Nunca ha prestado el madridismo mucha atención al paso del Real Madrid por la Guerra Civil.

Si acaso, se destaca el que no se le permitiera jugar torneos oficiales en zona republicana por presión, se afirma, del F.C. Barcelona.

Sobre cómo sobrevivió el club en el Madrid republicano, bombardeado y casi cercado por las tropas franquistas, hay menos memoria. Figura en la historia oficial del club, pero se suele recordar menos que las Copas de Europa o la construcción de los estadios.

Pero tras la Guerra el Madrid reapareció con su estructura directiva en funcionamiento y sus instalaciones más o menos intactas, lo que le permitió desarrollar una existencia lo más independiente posible. Una situación muy diferente a la del otro equipo de la capital, que debió su supervivencia a ser adoptado por el equipo de la Aviación Nacional, la misma que había bombardeado Madrid. Un viejo izquierdista tan calificado como Eduardo Haro Tecglen recordaba que entre los ‘rojos’ supervivientes tenía por ello más simpatías el Madrid que el Atlético Aviación.

Mucho después de la Guerra Civil Raimundo Saporta, mano derecha de Santiago Bernabéu, terciaba sobre la famosa cualidad de equipo del gobierno señalando que el Madrid fue, «en la monarquía, monárquico. En la República, republicano, y en el franquismo, franquista«. Y en la guerra el Real Madrid tomó partido, y lo hizo por la República.

Julián García Candau en su gran obra El Deporte en la Guerra Civil fue el primero en relatar que Real Madrid siguó el mismo camino que muchas organizaciones que quedaron en la zona controlada por el gobierno legítimo: fue común que tras el caos de las primeras semanas fueran incautadas por sindicatos o colectividades afines al poder político. Pero en no pocas ocasiones esta incautación era pactada de forma que la empresa o institución pudiera mantener su actividad de la forma más normal posible. Rafael Sánchez Guerra, presidente y concejal republicano de Madrid, cedió el poder a un comité controlado por varios socios y directivos con especial papel de Juan José Vallejo, en nombre de la Federación Deportiva Obrera, Carlos Alonso Rodríguez y Pablo Hernández Coronado, que tras la guerra sería seleccionador nacional hasta en tres ocasiones. Entre ellas, en el Mundial de 1962.

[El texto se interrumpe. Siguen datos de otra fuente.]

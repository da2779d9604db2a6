/// Generic tree view for ratatui
///
/// Every node carries an optional typed payload, so the dashboard gets its
/// `ServiceNode` back from a selection without any runtime casts. The tree
/// is flattened into rows on `set_root`; selection is a row index.

use ratatui::{
    layout::Rect,
    style::{Color, Modifier, Style},
    text::{Line, Span},
    widgets::{Block, List, ListItem, ListState},
    Frame,
};

pub struct TreeNode<T> {
    pub label: Line<'static>,
    pub color: Color,
    pub payload: Option<T>,
    pub selectable: bool,
    pub children: Vec<TreeNode<T>>,
}

impl<T> TreeNode<T> {
    pub fn new(label: impl Into<Line<'static>>) -> Self {
        Self {
            label: label.into(),
            color: Color::White,
            payload: None,
            selectable: true,
            children: Vec::new(),
        }
    }

    pub fn color(mut self, color: Color) -> Self {
        self.color = color;
        self
    }

    pub fn payload(mut self, payload: T) -> Self {
        self.payload = Some(payload);
        self
    }

    pub fn selectable(mut self, selectable: bool) -> Self {
        self.selectable = selectable;
        self
    }

    pub fn add_child(&mut self, child: TreeNode<T>) {
        self.children.push(child);
    }
}

/// One visible line of the flattened tree
pub struct TreeRow<T> {
    pub depth: usize,
    pub last_sibling: bool,
    pub label: Line<'static>,
    pub color: Color,
    pub payload: Option<T>,
    pub selectable: bool,
}

impl<T> TreeRow<T> {
    pub fn text(&self) -> String {
        self.label.spans.iter().map(|s| s.content.as_ref()).collect()
    }
}

pub struct TreeView<T> {
    rows: Vec<TreeRow<T>>,
    selected: usize,
}

impl<T> TreeView<T> {
    pub fn new(root: TreeNode<T>) -> Self {
        let mut view = Self {
            rows: Vec::new(),
            selected: 0,
        };
        view.set_root(root);
        view
    }

    /// Replace the whole tree; the cursor stays on the same row index if possible
    pub fn set_root(&mut self, root: TreeNode<T>) {
        self.rows.clear();
        flatten(root, 0, true, &mut self.rows);
        if self.selected >= self.rows.len() || !self.rows[self.selected].selectable {
            self.selected = 0;
        }
    }

    pub fn rows(&self) -> &[TreeRow<T>] {
        &self.rows
    }

    pub fn selected(&self) -> Option<&TreeRow<T>> {
        self.rows.get(self.selected)
    }

    pub fn selected_payload(&self) -> Option<&T> {
        self.selected().and_then(|row| row.payload.as_ref())
    }

    pub fn select_next(&mut self) {
        if let Some(offset) = self.rows[self.selected + 1..].iter().position(|r| r.selectable) {
            self.selected += offset + 1;
        }
    }

    pub fn select_prev(&mut self) {
        if let Some(idx) = self.rows[..self.selected].iter().rposition(|r| r.selectable) {
            self.selected = idx;
        }
    }

    /// Move the cursor to the first selectable row whose payload matches
    pub fn select_where<F>(&mut self, mut predicate: F) -> bool
    where
        F: FnMut(&T) -> bool,
    {
        let found = self
            .rows
            .iter()
            .position(|r| r.selectable && r.payload.as_ref().map_or(false, &mut predicate));

        match found {
            Some(idx) => {
                self.selected = idx;
                true
            }
            None => false,
        }
    }

    pub fn render(&self, frame: &mut Frame, area: Rect, block: Block) {
        let items: Vec<ListItem> = self
            .rows
            .iter()
            .map(|row| {
                let mut spans = vec![Span::styled(branch_prefix(row), Style::default().fg(Color::DarkGray))];
                spans.extend(row.label.spans.iter().cloned());
                ListItem::new(Line::from(spans)).style(Style::default().fg(row.color))
            })
            .collect();

        let list = List::new(items)
            .block(block)
            .highlight_style(Style::default().add_modifier(Modifier::REVERSED));

        let mut state = ListState::default();
        state.select(Some(self.selected));
        frame.render_stateful_widget(list, area, &mut state);
    }
}

fn flatten<T>(node: TreeNode<T>, depth: usize, last_sibling: bool, rows: &mut Vec<TreeRow<T>>) {
    rows.push(TreeRow {
        depth,
        last_sibling,
        label: node.label,
        color: node.color,
        payload: node.payload,
        selectable: node.selectable,
    });

    let count = node.children.len();
    for (i, child) in node.children.into_iter().enumerate() {
        flatten(child, depth + 1, i + 1 == count, rows);
    }
}

fn branch_prefix<T>(row: &TreeRow<T>) -> String {
    if row.depth == 0 {
        return String::new();
    }
    let branch = if row.last_sibling { "└─ " } else { "├─ " };
    format!("{}{}", "   ".repeat(row.depth - 1), branch)
}

#[cfg(test)]
mod tests {
    use super::*;

    fn sample_tree() -> TreeNode<u32> {
        let mut root = TreeNode::new("root");
        let mut a = TreeNode::new("a").payload(1);
        a.add_child(TreeNode::new("a-dep").selectable(false));
        let b = TreeNode::new("b").payload(2);
        let mut c = TreeNode::new("c").payload(3);
        c.add_child(TreeNode::new("c-dep1").selectable(false));
        c.add_child(TreeNode::new("c-dep2").selectable(false));
        root.add_child(a);
        root.add_child(b);
        root.add_child(c);
        root
    }

    #[test]
    fn test_flatten_order() {
        let view = TreeView::new(sample_tree());
        let labels: Vec<String> = view.rows().iter().map(|r| r.text()).collect();
        assert_eq!(labels, ["root", "a", "a-dep", "b", "c", "c-dep1", "c-dep2"]);
        assert_eq!(view.rows()[2].depth, 2);
        assert!(view.rows()[6].last_sibling);
        assert!(!view.rows()[5].last_sibling);
    }

    #[test]
    fn test_navigation_skips_unselectable_rows() {
        let mut view = TreeView::new(sample_tree());
        assert_eq!(view.selected_payload(), None);

        view.select_next();
        assert_eq!(view.selected_payload(), Some(&1));
        view.select_next();
        assert_eq!(view.selected_payload(), Some(&2));
        view.select_next();
        assert_eq!(view.selected_payload(), Some(&3));
        view.select_next();
        assert_eq!(view.selected_payload(), Some(&3));

        view.select_prev();
        assert_eq!(view.selected_payload(), Some(&2));
        view.select_prev();
        view.select_prev();
        assert!(view.selected_payload().is_none());
        view.select_prev();
        assert!(view.selected_payload().is_none());
    }

    #[test]
    fn test_select_where() {
        let mut view = TreeView::new(sample_tree());
        assert!(view.select_where(|v| *v == 3));
        assert_eq!(view.selected().map(|r| r.text()).as_deref(), Some("c"));
        assert!(!view.select_where(|v| *v == 42));
        assert_eq!(view.selected().map(|r| r.text()).as_deref(), Some("c"));
    }

    #[test]
    fn test_set_root_clamps_selection() {
        let mut view = TreeView::new(sample_tree());
        view.select_where(|v| *v == 3);
        view.set_root(TreeNode::new("root"));
        assert!(view.selected_payload().is_none());
    }

    #[test]
    fn test_branch_prefix() {
        let view = TreeView::new(sample_tree());
        assert_eq!(branch_prefix(&view.rows()[0]), "");
        assert_eq!(branch_prefix(&view.rows()[1]), "├─ ");
        assert_eq!(branch_prefix(&view.rows()[2]), "   └─ ");
        assert_eq!(branch_prefix(&view.rows()[4]), "└─ ");
    }
}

Contaron además con el apoyo de personajes como Heliodoro Ruiz, instructor de educación física del ejército republicano, que salvaguardaba las instalaciones para utilizarlas como campo de entrenamiento. Y también del coronel Antonio Ortega, nombrado por el gobierno como máximo responsable de la institución. Oficial de carabineros antes de la guerra, se había distinguido en los terribles combates de la Ciudad Universitaria en el otoño de 1936. Afiliado al PCE, fue también director general de Seguridad. Aunque el día a día del club estaba en manos de Hernández Coronado y Alonso, hizo sentir su influencia. El equipo jugaba partidos benéficos y de propaganda.

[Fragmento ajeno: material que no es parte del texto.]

// Build script to capture the build timestamp shown by `dhm --version`

fn main() {
    let build_time = chrono::Local::now().format("%Y-%m-%d %H:%M:%S %Z").to_string();
    println!("cargo:rustc-env=BUILD_TIMESTAMP={}", build_time);
}
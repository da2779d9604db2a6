// Reusable widgets built on ratatui primitives
//
// - TreeView: flattened tree with typed payloads, used for the container tree
pub mod tree;

pub use tree::{TreeNode, TreeRow, TreeView};
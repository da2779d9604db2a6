//! Docker Health Monitor
//!
//! Polls the local container host, ranks containers by health, infers
//! dependencies from their environment and renders the result as a live
//! terminal dashboard.

pub mod app;
pub mod cli;
pub mod core;
pub mod screens;
pub mod utils;
pub mod widgets;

El Real Madrid había sufrido el ambiente prebélico. En las elecciones en las que se eligió a Sánchez-Guerra, este era un ‘renovador’ frente a un grupo conservador en el que estaba Santiago Bernabéu. Uno de sus miembros, Valero Ribera, fue asesinado. Con su viuda se casaría Bernabéu, que con 40 años cumplidos se incorporó al ejército franquista. El ex jugador Monchín Triana fue asesinado por los republicanos en Paracuellos. Perico Escobal se salvó de milagro en las cárceles franquistas. Años después Bernabéu lamentaría ante el periodista Martín Semprún que en España nunca hubieran tenido buen fin las soluciones democráticas, y que la Republica no le dieron el suficiente cuartel.

A Ortega le ejecutaron los franquistas como Director General de Seguridad y comunista en 1939. No fue fusilado como era costumbre entre militares -lo cual es una suerte de cortesía profesional: ser ‘pasado por las armas’ es un fin honroso- sino ejecutado a garrote vil como los delincuentes. «Garrote y prensa», es fama que escribía Franco en las sentencias de quienes consideraba especialmente peligrosos: publicidad, a falta de ejecución pública.

No hubo muchas represalias internas. Alonso y Hernández Coronado fueron directivos hasta que la llegada de Bernabéu eclipsó a ambos. Heliodoro Ruiz llegó a ser, nada menos, profesor de Educación Física en el colegio Las Jarillas del Infante don Juan Carlos de Borbón, luego Rey Juan Carlos I. Después, en Las Jarillas se intentó construir otro estadio para el Real Madrid. Pero esa es otra historia.

*Esta es una investigación hecha por el Diario Marca de España.